Brief
Output the opening lines of the records exactly. End with the line that contains "let mut out".

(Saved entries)

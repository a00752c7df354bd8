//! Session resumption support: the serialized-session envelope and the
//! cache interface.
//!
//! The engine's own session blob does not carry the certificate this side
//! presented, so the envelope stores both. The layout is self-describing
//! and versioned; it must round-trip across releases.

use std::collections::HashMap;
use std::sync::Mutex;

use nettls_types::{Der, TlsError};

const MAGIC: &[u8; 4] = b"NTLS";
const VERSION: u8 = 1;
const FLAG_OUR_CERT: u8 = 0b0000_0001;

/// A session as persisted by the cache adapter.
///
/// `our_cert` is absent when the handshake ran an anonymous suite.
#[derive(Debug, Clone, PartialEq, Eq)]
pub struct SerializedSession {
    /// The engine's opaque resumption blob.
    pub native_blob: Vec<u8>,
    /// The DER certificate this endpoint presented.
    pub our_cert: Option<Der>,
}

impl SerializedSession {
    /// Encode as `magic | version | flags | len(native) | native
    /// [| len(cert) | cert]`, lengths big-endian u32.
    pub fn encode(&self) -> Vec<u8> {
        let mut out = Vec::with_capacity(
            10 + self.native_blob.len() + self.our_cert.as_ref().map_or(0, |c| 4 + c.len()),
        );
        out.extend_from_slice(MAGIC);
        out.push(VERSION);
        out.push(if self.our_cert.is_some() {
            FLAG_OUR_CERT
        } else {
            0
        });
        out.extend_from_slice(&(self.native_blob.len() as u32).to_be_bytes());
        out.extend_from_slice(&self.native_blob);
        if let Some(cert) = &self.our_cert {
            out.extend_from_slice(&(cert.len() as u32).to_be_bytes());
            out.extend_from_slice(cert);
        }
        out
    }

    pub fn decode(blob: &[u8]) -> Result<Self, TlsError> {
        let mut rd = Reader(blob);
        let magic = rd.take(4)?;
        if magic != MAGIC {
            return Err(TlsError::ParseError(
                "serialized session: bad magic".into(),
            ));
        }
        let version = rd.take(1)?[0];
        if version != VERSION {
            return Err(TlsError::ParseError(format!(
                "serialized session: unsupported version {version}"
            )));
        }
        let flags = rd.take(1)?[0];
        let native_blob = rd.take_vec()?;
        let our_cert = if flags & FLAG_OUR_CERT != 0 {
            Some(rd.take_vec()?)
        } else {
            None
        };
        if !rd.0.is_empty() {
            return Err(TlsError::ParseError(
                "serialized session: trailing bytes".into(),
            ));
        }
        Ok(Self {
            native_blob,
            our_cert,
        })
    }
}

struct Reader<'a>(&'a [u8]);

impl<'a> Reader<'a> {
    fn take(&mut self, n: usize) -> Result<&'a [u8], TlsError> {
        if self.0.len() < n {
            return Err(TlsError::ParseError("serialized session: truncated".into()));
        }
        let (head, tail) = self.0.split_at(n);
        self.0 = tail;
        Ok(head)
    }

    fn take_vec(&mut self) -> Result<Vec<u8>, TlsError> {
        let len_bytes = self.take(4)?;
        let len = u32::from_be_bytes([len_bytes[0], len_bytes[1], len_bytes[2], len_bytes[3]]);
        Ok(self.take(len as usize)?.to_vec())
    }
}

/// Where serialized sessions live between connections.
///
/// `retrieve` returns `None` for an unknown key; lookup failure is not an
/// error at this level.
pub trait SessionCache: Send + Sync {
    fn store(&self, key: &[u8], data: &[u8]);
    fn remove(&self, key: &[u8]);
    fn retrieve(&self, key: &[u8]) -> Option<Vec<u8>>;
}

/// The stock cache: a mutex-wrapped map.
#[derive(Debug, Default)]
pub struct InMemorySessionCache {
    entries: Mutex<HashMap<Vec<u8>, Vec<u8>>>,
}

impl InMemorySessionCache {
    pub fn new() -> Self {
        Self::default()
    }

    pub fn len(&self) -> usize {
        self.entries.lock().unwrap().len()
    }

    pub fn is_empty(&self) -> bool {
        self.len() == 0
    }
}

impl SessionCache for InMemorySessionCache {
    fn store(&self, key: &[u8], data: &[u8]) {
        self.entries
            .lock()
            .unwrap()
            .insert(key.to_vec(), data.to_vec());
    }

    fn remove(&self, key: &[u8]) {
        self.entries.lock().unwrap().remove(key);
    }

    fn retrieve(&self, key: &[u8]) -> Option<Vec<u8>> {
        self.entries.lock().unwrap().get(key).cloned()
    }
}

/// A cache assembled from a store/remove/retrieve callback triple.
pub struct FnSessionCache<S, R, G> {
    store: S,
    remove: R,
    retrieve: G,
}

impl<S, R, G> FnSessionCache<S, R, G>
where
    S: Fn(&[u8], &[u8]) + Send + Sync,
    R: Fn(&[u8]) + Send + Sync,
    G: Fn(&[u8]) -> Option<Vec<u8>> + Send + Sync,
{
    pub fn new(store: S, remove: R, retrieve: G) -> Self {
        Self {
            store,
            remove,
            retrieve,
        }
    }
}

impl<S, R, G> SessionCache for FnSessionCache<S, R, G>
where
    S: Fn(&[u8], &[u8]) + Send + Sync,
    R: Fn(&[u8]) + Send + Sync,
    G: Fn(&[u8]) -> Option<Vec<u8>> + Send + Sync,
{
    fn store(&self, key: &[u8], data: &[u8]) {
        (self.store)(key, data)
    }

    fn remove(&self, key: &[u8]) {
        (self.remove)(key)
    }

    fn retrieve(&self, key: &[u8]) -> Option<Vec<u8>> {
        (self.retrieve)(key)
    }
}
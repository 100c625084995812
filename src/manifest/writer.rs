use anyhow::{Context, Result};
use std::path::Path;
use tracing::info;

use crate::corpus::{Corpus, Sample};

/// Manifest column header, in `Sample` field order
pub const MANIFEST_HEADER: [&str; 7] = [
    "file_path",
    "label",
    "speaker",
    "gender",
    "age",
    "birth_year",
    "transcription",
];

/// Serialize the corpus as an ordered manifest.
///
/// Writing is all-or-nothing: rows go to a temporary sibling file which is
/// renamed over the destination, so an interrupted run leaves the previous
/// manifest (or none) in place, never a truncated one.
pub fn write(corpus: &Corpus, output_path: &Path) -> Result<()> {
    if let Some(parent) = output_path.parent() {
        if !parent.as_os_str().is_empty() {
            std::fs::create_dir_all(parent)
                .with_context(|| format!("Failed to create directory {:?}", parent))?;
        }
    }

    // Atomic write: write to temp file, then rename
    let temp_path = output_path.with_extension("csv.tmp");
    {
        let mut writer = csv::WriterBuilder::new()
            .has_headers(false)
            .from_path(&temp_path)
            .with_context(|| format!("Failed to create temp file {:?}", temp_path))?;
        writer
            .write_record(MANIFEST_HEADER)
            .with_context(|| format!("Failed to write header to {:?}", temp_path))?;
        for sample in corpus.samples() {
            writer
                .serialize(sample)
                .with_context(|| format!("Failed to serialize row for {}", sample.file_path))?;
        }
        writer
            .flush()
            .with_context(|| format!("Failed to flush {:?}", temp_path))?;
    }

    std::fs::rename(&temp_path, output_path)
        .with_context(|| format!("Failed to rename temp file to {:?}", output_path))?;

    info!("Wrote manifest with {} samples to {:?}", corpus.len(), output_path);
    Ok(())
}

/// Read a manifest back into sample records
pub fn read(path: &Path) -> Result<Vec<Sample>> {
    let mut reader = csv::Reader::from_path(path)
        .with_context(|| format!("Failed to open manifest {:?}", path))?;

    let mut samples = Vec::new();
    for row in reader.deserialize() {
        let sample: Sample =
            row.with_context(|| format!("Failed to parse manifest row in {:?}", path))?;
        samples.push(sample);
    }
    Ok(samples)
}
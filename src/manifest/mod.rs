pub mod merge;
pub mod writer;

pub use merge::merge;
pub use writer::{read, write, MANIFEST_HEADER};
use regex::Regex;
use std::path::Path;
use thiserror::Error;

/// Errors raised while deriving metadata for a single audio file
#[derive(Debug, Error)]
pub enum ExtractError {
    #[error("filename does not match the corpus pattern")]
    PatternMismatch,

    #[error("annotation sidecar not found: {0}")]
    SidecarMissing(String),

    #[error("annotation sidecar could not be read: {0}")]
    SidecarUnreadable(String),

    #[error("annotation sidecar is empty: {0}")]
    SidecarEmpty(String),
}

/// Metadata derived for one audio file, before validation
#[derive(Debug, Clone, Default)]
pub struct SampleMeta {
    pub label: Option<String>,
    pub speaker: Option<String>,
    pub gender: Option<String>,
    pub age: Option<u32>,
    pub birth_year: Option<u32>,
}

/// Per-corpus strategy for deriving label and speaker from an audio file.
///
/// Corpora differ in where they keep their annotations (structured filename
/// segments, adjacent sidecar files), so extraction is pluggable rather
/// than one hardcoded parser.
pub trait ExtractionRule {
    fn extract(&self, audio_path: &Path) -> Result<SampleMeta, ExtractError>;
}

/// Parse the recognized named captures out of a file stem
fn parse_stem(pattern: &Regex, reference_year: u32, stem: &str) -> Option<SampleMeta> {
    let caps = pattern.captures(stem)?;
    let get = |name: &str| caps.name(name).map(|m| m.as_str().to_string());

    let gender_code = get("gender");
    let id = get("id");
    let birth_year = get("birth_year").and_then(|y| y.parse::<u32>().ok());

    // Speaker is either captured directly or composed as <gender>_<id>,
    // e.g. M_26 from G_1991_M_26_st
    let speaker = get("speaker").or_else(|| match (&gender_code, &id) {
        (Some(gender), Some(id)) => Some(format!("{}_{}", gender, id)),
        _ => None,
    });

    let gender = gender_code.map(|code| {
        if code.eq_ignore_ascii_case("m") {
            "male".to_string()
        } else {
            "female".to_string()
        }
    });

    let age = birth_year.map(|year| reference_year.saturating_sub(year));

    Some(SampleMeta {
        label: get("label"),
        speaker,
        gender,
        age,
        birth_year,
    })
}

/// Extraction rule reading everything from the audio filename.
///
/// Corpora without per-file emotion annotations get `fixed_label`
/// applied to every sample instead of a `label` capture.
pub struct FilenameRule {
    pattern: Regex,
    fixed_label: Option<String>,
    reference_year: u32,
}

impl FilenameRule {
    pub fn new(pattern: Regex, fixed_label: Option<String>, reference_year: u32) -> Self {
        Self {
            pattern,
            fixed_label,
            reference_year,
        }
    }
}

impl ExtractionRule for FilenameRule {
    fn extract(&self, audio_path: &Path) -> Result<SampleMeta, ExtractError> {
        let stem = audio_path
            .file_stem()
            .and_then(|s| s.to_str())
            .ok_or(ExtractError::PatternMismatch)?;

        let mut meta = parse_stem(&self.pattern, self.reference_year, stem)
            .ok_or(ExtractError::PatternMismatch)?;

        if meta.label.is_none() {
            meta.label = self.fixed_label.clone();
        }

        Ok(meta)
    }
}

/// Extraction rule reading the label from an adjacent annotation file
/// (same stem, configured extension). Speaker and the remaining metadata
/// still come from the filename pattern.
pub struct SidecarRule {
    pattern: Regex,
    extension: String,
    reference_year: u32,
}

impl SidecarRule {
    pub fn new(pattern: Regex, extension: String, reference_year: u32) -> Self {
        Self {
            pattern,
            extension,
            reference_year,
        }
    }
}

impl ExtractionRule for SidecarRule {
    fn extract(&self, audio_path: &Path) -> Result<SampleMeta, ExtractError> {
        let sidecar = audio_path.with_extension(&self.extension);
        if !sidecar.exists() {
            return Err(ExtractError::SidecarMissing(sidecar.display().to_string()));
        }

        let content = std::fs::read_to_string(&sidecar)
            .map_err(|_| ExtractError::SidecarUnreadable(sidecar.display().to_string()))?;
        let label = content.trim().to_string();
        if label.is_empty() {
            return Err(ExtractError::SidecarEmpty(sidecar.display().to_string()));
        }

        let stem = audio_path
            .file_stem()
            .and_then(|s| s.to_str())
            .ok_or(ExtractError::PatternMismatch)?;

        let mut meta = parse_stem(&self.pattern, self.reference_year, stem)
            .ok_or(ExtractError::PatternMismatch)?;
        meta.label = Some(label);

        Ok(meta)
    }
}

Answer to this problem
repository a00752c7df354bd8
//! Session resumption support: the serialized-session envelope and the
//! cache interface.
//!
//! The engine's own session blob does not carry the certificate this side
//! presented, so the envelope stores both. The layout is self-describing
//! and versioned; it must round-trip across releases.

use std::collections::HashMap;
use std::sync::Mutex;

use nettls_types::{Der, TlsError};

const MAGIC: &[u8; 4] = b"NTLS";
const VERSION: u8 = 1;
const FLAG_OUR_CERT: u8 = 0b0000_0001;

/// A session as persisted by the cache adapter.
///
/// `our_cert` is absent when the handshake ran an anonymous suite.
#[derive(Debug, Clone, PartialEq, Eq)]
pub struct SerializedSession {
    /// The engine's opaque resumption blob.
    pub native_blob: Vec<u8>,
    /// The DER certificate this endpoint presented.
    pub our_cert: Option<Der>,
}

impl SerializedSession {
    /// Encode as `magic | version | flags | len(native) | native
    /// [| len(cert) | cert]`, lengths big-endian u32.
    pub fn encode(&self) -> Vec<u8> {
        let mut out = Vec::with_capacity(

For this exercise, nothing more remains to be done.